David H. Faber (/'feɪbər/; born March 10, 1964) is an American financial journalist and market news analyst for the television cable network CNBC. He is currently one of the co-hosts of CNBC's morning show Squawk on the Street.

==Career==
Faber joined CNBC in 1993 after seven years at Institutional Investor. He has been dubbed "The Brain" by CNBC co-workers, and has hosted several documentaries on corporations, such as Wal-Mart and eBay. The Age of Walmart earned Faber a 2005 Peabody Award and an Alfred I. duPont-Columbia University Award for Broadcast Journalism. In 2010, he shared the Gerald Loeb Award for Television Enterprise business journalism for "House of Cards." On Wednesday, September 17, 2023, Faber celebrated working 30 years at CNBC.

In addition to Squawk on the Street, Faber hosts the network's monthly program, Business Nation, which debuted on January 24, 2007.

Faber is the author of three books: The Faber Report (2002), And Then the Roof Caved In (2009), and House of Cards: The Origins of the Collapse (2010).

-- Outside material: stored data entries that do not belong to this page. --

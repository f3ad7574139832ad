//! Content-derived block identifiers.
//!
//! A [`Link`] is the SHA-256 digest of a block's encoded bytes. Two blocks
//! with the same bytes always produce the same link, which is what lets the
//! diff and merge layers detect "no change" by link equality instead of deep
//! comparison.

use serde::{Deserialize, Serialize};
use sha2::{Digest, Sha256};
use std::fmt;

/// A 32-byte SHA-256 content identifier for an immutable block.
///
/// Links are compared by equality; the `Ord` implementation exists only to
/// give callers a deterministic iteration order and carries no semantic
/// meaning.
#[derive(Clone, Copy, PartialEq, Eq, Hash, PartialOrd, Ord, Serialize, Deserialize)]
pub struct Link([u8; 32]);

impl Link {
    /// Byte length of a link.
    pub const LEN: usize = 32;

    /// Compute the link for a block of encoded bytes.
    pub fn of(bytes: &[u8]) -> Self {
        let digest = Sha256::digest(bytes);
        let mut out = [0u8; 32];
        out.copy_from_slice(&digest);
        Link(out)
    }

    /// Wrap raw digest bytes.
    pub fn from_bytes(bytes: [u8; 32]) -> Self {
        Link(bytes)
    }

    /// The underlying digest bytes.
    pub fn as_bytes(&self) -> &[u8; 32] {
        &self.0
    }

    /// Hex rendering of the full digest.
    pub fn to_hex(&self) -> String {
        self.0.iter().map(|b| format!("{:02x}", b)).collect()
    }

    /// Parse a 64-character hex string.
    pub fn from_hex(s: &str) -> Option<Self> {
        if s.len() != 64 {
            return None;
        }
        let mut bytes = [0u8; 32];
        for (i, chunk) in s.as_bytes().chunks(2).enumerate() {
            let hex_str = std::str::from_utf8(chunk).ok()?;
            bytes[i] = u8::from_str_radix(hex_str, 16).ok()?;
        }
        Some(Link(bytes))
    }

    /// Truncated rendering (first 8 hex chars), for logs.
    pub fn short(&self) -> String {
        self.to_hex()[..8].to_string()
    }
}

impl fmt::Debug for Link {
    fn fmt(&self, f: &mut fmt::Formatter<'_>) -> fmt::Result {
        write!(f, "Link({}...)", &self.to_hex()[..8])
    }
}

impl fmt::Display for Link {
    fn fmt(&self, f: &mut fmt::Formatter<'_>) -> fmt::Result {
        write!(f, "{}", self.to_hex())
    }
}
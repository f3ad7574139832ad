//! Block store plumbing.
//!
//! The core never persists anything itself: it reads blocks through the
//! async [`BlockFetcher`] seam and returns freshly encoded blocks to the
//! caller. [`MemoryBlockstore`] backs tests and scratch work during merge;
//! [`MultiFetcher`] layers a scratch store over a backing store so replayed
//! operations can read the blocks they just produced.

use crate::cbor::{self, Value};
use crate::link::Link;
use async_trait::async_trait;
use parking_lot::RwLock;
use std::collections::HashMap;

/// An encoded block together with its content-derived link.
#[derive(Clone, Debug, PartialEq, Eq)]
pub struct Block {
    pub link: Link,
    pub bytes: Vec<u8>,
}

impl Block {
    /// Encode a value and address it by the hash of its bytes.
    pub fn encode(value: &Value) -> Self {
        let bytes = cbor::encode(value);
        Block {
            link: Link::of(&bytes),
            bytes,
        }
    }
}

/// Async content-addressed block lookup.
///
/// `get` returns `None` for blocks the store does not have; the layers above
/// decide whether absence is an error.
#[async_trait]
pub trait BlockFetcher: Send + Sync {
    async fn get(&self, link: &Link) -> Option<Block>;
}

/// In-memory block store.
#[derive(Debug, Default)]
pub struct MemoryBlockstore {
    blocks: RwLock<HashMap<Link, Vec<u8>>>,
}

impl MemoryBlockstore {
    pub fn new() -> Self {
        Self::default()
    }

    /// Store encoded bytes under a link.
    pub fn put(&self, link: Link, bytes: Vec<u8>) {
        self.blocks.write().insert(link, bytes);
    }

    /// Store an already-encoded block.
    pub fn put_block(&self, block: &Block) {
        self.put(block.link, block.bytes.clone());
    }

    pub fn contains(&self, link: &Link) -> bool {
        self.blocks.read().contains_key(link)
    }

    pub fn len(&self) -> usize {
        self.blocks.read().len()
    }

    pub fn is_empty(&self) -> bool {
        self.blocks.read().is_empty()
    }
}

#[async_trait]
impl BlockFetcher for MemoryBlockstore {
    async fn get(&self, link: &Link) -> Option<Block> {
        self.blocks.read().get(link).map(|bytes| Block {
            link: *link,
            bytes: bytes.clone(),
        })
    }
}

/// Layered fetcher: earlier layers shadow later ones, first hit wins.
pub struct MultiFetcher<'a> {
    layers: Vec<&'a dyn BlockFetcher>,
}

impl<'a> MultiFetcher<'a> {
    pub fn new(layers: Vec<&'a dyn BlockFetcher>) -> Self {
        MultiFetcher { layers }
    }
}

#[async_trait]
impl BlockFetcher for MultiFetcher<'_> {
    async fn get(&self, link: &Link) -> Option<Block> {
        for layer in &self.layers {
            if let Some(block) = layer.get(link).await {
                return Some(block);
            }
        }
        None
    }
}
//! Disconnected-writer workloads over the full reconciliation core.
//!
//! Each scenario simulates independent writers that diverge from a shared
//! base, then reconciles them with diff + merge while a Merkle-Clock tracks
//! the events, and verifies the outcome.

use rand::rngs::StdRng;
use rand::{Rng, SeedableRng};
use scuttle_block::{Link, MemoryBlockstore};
use scuttle_clock::{advance, find_common_ancestor, find_sorted_events, Event, EventBlock};
use scuttle_map::{difference, entries, get, merge, put, ShardBlock, ShardConfig, WriteResult};
use std::time::Instant;

pub struct WorkloadStats {
    pub writers: usize,
    pub ops: usize,
    pub keys_final: usize,
    pub blocks_added: usize,
    pub blocks_removed: usize,
    pub head_size: usize,
    pub elapsed_ms: u128,
}

impl WorkloadStats {
    pub fn print(&self) {
        println!("  writers:         {}", self.writers);
        println!("  ops replayed:    {}", self.ops);
        println!("  final keys:      {}", self.keys_final);
        println!("  blocks added:    {}", self.blocks_added);
        println!("  blocks removed:  {}", self.blocks_removed);
        println!("  clock head size: {}", self.head_size);
        println!("  elapsed:         {}ms", self.elapsed_ms);
    }
}

fn persist(store: &MemoryBlockstore, result: &WriteResult) -> Link {
    for block in &result.additions {
        store.put_block(&block.as_block());
    }
    result.root
}

fn random_key(rng: &mut StdRng) -> String {
    let len = rng.gen_range(1..=12);
    (0..len)
        .map(|_| char::from(b'a' + rng.gen_range(0..4)))
        .collect()
}

/// N writers diverge from a shared base and merge back into one root.
pub async fn divergent_writers(writers: usize, ops_per_writer: usize, seed: u64) -> WorkloadStats {
    let start = Instant::now();
    let mut rng = StdRng::seed_from_u64(seed);
    let config = ShardConfig::default();

    let store = MemoryBlockstore::new();
    let empty = ShardBlock::empty_root();
    store.put_block(&empty.as_block());

    // Shared base.
    let mut base = empty.link;
    for i in 0..16u32 {
        let key = random_key(&mut rng);
        let value = Link::of(&i.to_be_bytes());
        let result = put(&store, &base, &key, value, &config).await.unwrap();
        base = persist(&store, &result);
    }

    // Each writer works offline from the same base.
    let mut targets = Vec::new();
    let mut ops = 0;
    for w in 0..writers {
        let mut root = base;
        for o in 0..ops_per_writer {
            let key = random_key(&mut rng);
            let result = if rng.gen_bool(0.8) {
                let value = Link::of(format!("w{}o{}", w, o).as_bytes());
                put(&store, &root, &key, value, &config).await.unwrap()
            } else {
                scuttle_map::del(&store, &root, &key, &config).await.unwrap()
            };
            root = persist(&store, &result);
            ops += 1;
        }
        targets.push(root);
    }

    // A single fully-known target merges back to exactly itself.
    let roundtrip = merge(&store, &base, &targets[..1], &config).await.unwrap();
    assert_eq!(roundtrip.root, targets[0]);

    // Reconcile all writers.
    let result = merge(&store, &base, &targets, &config).await.unwrap();
    let root = persist(&store, &result);

    // The last target wins every key it changed relative to the base.
    let last = targets.last().unwrap();
    let last_diff = difference(&store, &base, last).await.unwrap();
    for change in &last_diff.keys {
        assert_eq!(get(&store, &root, &change.key).await.unwrap(), change.after);
    }

    let listed = entries(&store, &root).await.unwrap();

    WorkloadStats {
        writers,
        ops,
        keys_final: listed.len(),
        blocks_added: result.additions.len(),
        blocks_removed: result.removals.len(),
        head_size: 0,
        elapsed_ms: start.elapsed().as_millis(),
    }
}

/// Writers record events against a shared clock; every replica folds the
/// events in a different order and must land on the same head.
pub async fn clock_convergence(writers: usize, events_per_writer: usize, seed: u64) -> WorkloadStats {
    let start = Instant::now();
    let mut rng = StdRng::seed_from_u64(seed);
    let store = MemoryBlockstore::new();

    let origin = EventBlock::encode(Event::new("origin".to_string(), vec![]));
    store.put_block(&origin.as_block());

    // Each writer extends its own chain from the origin.
    let mut all_events = vec![origin.link];
    for w in 0..writers {
        let mut parent = origin.link;
        for e in 0..events_per_writer {
            let block = EventBlock::encode(Event::new(
                format!("writer-{}-event-{}", w, e),
                vec![parent],
            ));
            store.put_block(&block.as_block());
            parent = block.link;
            all_events.push(block.link);
        }
    }

    // Fold in several shuffled delivery orders.
    let mut heads = Vec::new();
    for _ in 0..4 {
        let mut order = all_events.clone();
        for i in (1..order.len()).rev() {
            let j = rng.gen_range(0..=i);
            order.swap(i, j);
        }
        let mut head = Vec::new();
        for link in &order {
            head = advance(&store, &head, *link).await.unwrap();
        }
        head.sort();
        heads.push(head);
    }
    for head in &heads[1..] {
        assert_eq!(head, &heads[0]);
    }

    // One concurrent tip per writer chain.
    assert_eq!(heads[0].len(), writers);

    // The replay pipeline: all paths lead back to the origin, and the span
    // between head and origin covers every event exactly once.
    let head = heads[0].clone();
    let ancestor = find_common_ancestor(&store, &head).await.unwrap().unwrap();
    assert_eq!(ancestor, origin.link);
    let span = find_sorted_events::<_, String>(&store, &head, &ancestor)
        .await
        .unwrap();
    assert_eq!(span.len(), all_events.len() - 1);

    WorkloadStats {
        writers,
        ops: all_events.len(),
        keys_final: 0,
        blocks_added: all_events.len(),
        blocks_removed: 0,
        head_size: heads[0].len(),
        elapsed_ms: start.elapsed().as_millis(),
    }
}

Faber served as a guest host on Jeopardy! from August 2–6, 2021. He was the champion of Celebrity Jeopardy! in 2012.

==Personal life==
Faber is Jewish and was raised in Queens, New York. He is a 1985 cum laude graduate of Tufts University, where he earned a Bachelor of Arts degree in English.

In 2000, Faber married Jenny Harris, a business journalist and television producer.